== What you should do ==
What you return must be every line below that includes the word "address".

== Stored data ==
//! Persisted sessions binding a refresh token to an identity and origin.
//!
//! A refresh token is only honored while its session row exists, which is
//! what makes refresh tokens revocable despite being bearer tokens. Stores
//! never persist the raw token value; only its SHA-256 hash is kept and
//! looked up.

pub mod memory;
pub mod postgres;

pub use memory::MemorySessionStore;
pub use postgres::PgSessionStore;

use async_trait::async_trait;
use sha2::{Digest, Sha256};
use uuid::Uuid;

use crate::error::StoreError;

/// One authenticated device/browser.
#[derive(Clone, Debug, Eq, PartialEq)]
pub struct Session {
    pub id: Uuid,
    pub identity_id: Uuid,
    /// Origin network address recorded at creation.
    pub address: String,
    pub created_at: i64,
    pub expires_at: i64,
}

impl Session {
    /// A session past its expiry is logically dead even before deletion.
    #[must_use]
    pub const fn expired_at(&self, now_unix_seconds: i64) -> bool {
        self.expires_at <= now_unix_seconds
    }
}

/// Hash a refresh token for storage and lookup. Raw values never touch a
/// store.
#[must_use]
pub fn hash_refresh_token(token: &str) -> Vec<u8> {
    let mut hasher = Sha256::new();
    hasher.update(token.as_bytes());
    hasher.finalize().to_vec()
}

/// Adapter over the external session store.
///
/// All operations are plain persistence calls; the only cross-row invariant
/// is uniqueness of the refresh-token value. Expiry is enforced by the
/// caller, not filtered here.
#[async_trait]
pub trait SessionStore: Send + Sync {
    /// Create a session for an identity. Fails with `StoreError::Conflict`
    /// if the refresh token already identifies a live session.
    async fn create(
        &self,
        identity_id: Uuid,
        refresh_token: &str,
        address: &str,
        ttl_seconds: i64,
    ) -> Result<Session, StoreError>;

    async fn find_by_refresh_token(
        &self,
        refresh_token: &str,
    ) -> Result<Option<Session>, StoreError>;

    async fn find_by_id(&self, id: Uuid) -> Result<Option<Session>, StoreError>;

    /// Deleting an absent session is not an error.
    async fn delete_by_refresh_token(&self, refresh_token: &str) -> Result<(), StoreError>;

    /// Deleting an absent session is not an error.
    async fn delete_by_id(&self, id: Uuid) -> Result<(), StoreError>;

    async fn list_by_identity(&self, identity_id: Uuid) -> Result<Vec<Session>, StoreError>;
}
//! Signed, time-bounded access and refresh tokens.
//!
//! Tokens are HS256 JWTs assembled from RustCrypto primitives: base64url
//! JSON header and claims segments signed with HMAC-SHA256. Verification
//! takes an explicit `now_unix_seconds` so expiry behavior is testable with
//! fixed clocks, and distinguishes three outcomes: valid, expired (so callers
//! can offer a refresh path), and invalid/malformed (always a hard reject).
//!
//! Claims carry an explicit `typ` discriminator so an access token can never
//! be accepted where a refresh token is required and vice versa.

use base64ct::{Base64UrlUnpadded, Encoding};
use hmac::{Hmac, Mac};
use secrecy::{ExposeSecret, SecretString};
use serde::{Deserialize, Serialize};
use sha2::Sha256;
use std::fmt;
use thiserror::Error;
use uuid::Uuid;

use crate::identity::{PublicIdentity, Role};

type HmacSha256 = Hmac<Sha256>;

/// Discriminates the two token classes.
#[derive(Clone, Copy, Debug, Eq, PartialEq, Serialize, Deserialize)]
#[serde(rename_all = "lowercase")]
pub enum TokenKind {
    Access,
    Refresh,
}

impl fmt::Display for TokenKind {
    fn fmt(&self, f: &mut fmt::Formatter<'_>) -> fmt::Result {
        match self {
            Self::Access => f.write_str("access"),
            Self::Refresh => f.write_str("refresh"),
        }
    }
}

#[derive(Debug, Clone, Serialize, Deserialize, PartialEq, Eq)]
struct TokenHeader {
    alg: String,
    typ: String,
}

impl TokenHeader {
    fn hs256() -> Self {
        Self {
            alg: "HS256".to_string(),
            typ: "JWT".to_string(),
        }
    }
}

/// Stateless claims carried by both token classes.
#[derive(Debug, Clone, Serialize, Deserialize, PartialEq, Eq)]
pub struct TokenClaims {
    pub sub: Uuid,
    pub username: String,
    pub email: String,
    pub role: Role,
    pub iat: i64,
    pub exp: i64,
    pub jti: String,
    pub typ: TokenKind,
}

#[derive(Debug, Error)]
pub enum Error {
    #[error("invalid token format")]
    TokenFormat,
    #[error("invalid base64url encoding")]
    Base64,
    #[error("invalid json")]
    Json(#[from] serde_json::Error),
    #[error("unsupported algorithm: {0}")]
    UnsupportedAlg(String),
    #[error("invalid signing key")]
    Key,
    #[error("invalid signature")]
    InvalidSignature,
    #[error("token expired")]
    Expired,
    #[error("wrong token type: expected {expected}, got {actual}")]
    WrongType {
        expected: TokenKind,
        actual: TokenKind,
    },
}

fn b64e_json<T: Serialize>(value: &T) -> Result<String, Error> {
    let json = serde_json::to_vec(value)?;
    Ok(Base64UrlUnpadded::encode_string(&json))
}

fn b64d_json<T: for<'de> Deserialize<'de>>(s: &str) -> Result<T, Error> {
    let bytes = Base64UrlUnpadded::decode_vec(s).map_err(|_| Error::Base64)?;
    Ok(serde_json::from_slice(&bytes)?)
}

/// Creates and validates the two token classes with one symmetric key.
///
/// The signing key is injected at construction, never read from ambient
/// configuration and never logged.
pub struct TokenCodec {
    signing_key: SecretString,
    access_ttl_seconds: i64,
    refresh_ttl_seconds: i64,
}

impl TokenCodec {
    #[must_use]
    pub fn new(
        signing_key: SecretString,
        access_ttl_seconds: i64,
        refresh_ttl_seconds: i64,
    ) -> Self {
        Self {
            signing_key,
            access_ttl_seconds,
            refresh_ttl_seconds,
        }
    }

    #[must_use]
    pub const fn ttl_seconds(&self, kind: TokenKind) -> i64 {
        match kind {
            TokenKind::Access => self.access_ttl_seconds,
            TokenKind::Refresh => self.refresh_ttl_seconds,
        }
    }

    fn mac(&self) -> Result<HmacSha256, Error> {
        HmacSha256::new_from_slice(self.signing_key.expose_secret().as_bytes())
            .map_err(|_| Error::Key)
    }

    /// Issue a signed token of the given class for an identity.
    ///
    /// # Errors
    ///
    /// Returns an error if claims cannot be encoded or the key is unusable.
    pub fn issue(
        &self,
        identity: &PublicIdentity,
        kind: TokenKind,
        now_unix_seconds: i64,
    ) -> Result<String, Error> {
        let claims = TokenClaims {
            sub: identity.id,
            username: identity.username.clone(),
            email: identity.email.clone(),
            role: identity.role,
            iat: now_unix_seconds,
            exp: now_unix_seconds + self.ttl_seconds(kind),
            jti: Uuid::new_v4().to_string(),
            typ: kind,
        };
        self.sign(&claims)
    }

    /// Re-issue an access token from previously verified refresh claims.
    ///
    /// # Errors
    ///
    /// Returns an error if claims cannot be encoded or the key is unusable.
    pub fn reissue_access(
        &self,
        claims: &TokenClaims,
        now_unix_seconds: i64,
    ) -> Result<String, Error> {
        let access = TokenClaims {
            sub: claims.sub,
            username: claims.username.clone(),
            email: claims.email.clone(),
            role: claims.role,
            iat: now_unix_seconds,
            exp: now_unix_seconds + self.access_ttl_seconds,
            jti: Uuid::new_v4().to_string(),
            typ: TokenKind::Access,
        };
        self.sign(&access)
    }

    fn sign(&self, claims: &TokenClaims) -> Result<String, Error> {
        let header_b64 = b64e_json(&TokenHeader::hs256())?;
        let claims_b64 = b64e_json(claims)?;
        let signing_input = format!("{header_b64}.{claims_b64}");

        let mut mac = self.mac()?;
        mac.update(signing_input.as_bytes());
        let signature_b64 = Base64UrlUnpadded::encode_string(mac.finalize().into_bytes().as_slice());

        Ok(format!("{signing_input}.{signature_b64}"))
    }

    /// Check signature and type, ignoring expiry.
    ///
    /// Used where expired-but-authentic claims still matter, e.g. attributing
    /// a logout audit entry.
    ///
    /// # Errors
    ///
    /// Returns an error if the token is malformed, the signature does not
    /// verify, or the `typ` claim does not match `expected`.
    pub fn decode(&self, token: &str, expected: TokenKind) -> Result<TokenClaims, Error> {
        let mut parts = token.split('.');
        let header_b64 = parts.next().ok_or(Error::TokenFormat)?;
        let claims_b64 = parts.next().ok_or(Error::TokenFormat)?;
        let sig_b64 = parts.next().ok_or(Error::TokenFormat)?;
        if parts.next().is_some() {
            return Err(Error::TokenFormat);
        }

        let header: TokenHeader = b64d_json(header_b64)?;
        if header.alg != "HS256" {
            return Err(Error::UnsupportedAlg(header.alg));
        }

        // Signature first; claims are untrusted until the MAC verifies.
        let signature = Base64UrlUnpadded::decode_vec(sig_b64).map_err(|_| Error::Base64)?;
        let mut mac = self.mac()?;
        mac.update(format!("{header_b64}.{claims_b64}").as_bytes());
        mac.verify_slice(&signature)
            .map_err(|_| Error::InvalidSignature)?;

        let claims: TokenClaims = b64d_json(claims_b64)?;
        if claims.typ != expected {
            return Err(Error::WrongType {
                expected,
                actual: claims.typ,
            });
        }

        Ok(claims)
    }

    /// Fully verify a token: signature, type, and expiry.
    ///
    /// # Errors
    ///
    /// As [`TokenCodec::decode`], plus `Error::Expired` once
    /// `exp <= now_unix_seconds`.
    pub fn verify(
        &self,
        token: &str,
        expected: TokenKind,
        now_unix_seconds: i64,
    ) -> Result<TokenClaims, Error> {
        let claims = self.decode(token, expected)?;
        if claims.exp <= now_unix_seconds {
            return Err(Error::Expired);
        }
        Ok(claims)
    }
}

== Response area ==
    /// Origin network address recorded at creation.
    pub address: String,
        address: &str,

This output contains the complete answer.